Cuttlefish
Sepiida
Not Kosher
Description
Cuttlefish is eaten around the Mediterranean and across East and Southeast Asia. Its ink colors and flavors dishes like risotto al nero di seppia and black risotto, and the meat is breaded and fried, dried into a snack, or cooked into soups.
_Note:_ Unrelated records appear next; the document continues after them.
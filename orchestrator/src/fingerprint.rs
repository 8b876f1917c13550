use serde::{
    Deserialize,
    Serialize,
};
use serde_json::Value;
use std::collections::BTreeMap;

/// Probe results keyed by public field name. `null` marks a probe that
/// failed, timed out or was skipped.
pub type Components = BTreeMap<String, Value>;

/// Aggregated, hashed result of one collection cycle.
#[derive(Debug, Clone, PartialEq, Serialize, Deserialize)]
#[serde(rename_all = "camelCase")]
pub struct CompositeFingerprint {
    components: Components,
    hash: String,
    timestamp_millis: i64,
    cached: bool,
    cache_key: Option<String>,
}

impl CompositeFingerprint {
    pub(crate) fn fresh(components: Components, hash: String, timestamp_millis: i64, cache_key: Option<String>) -> Self {
        Self {
            components,
            hash,
            timestamp_millis,
            cached: false,
            cache_key,
        }
    }

    pub(crate) fn from_cache(cached: CachedFingerprint, cache_key: String) -> Self {
        Self {
            components: cached.components,
            hash: cached.hash,
            timestamp_millis: cached.timestamp,
            cached: true,
            cache_key: Some(cache_key),
        }
    }

    pub fn components(&self) -> &Components {
        &self.components
    }

    pub fn component(&self, name: &str) -> Option<&Value> {
        self.components.get(name)
    }

    pub fn hash(&self) -> &str {
        &self.hash
    }

    pub fn timestamp_millis(&self) -> i64 {
        self.timestamp_millis
    }

    pub fn is_cached(&self) -> bool {
        self.cached
    }

    pub fn cache_key(&self) -> Option<&str> {
        self.cache_key.as_deref()
    }
}

/// Payload stored in the result cache.
#[derive(Debug, Clone, PartialEq, Serialize, Deserialize)]
pub struct CachedFingerprint {
    pub components: Components,
    pub hash: String,
    pub timestamp: i64,
    /// Crate version that produced the entry.
    pub version: String,
}

impl CachedFingerprint {
    pub fn new(components: Components, hash: impl ToString, timestamp: i64) -> Self {
        Self {
            components,
            hash: hash.to_string(),
            timestamp,
            version: env!("CARGO_PKG_VERSION").to_string(),
        }
    }
}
Cuttlefish live in tropical and temperate ocean waters, mostly in the shallows down to about 600 meters. They're found off East and South Asia, Western Europe, the Mediterranean, all of Africa's coasts, and Australia, and they're entirely absent from the Americas.
Also known as
- Sepia
- Cuttle
Cuttlefish in foreign languages
| Scientific | Sepiida |
| Hebrew | דיונונאים |
| Arabic | حبار |
| Spanish | Sepia |
| Portuguese | Choco |
| French | Seiche |
| Italian | seppia |
| German | Sepien |
| Greek | Σουπιά |
| Russian | Каракатицы |
| Turkish | Mürekkepbalığı |
| Chinese | 墨鱼目 |
| Japanese | コウイカ目 |
| Korean | 갑오징어목 |
| Hindi | समुद्रफेनी |
| Vietnamese | Bộ Mực nang |
| Thai | หมึกกระดอง |
Warnings & Kosher Issues
- A cephalopod mollusk, related to squid and octopus, with no fins or scales of the kosher kind, so it is not kosher.
- The flamboyant cuttlefish carries tetrodotoxin in its muscle, as lethal as the blue-ringed octopus, though it isn't injected.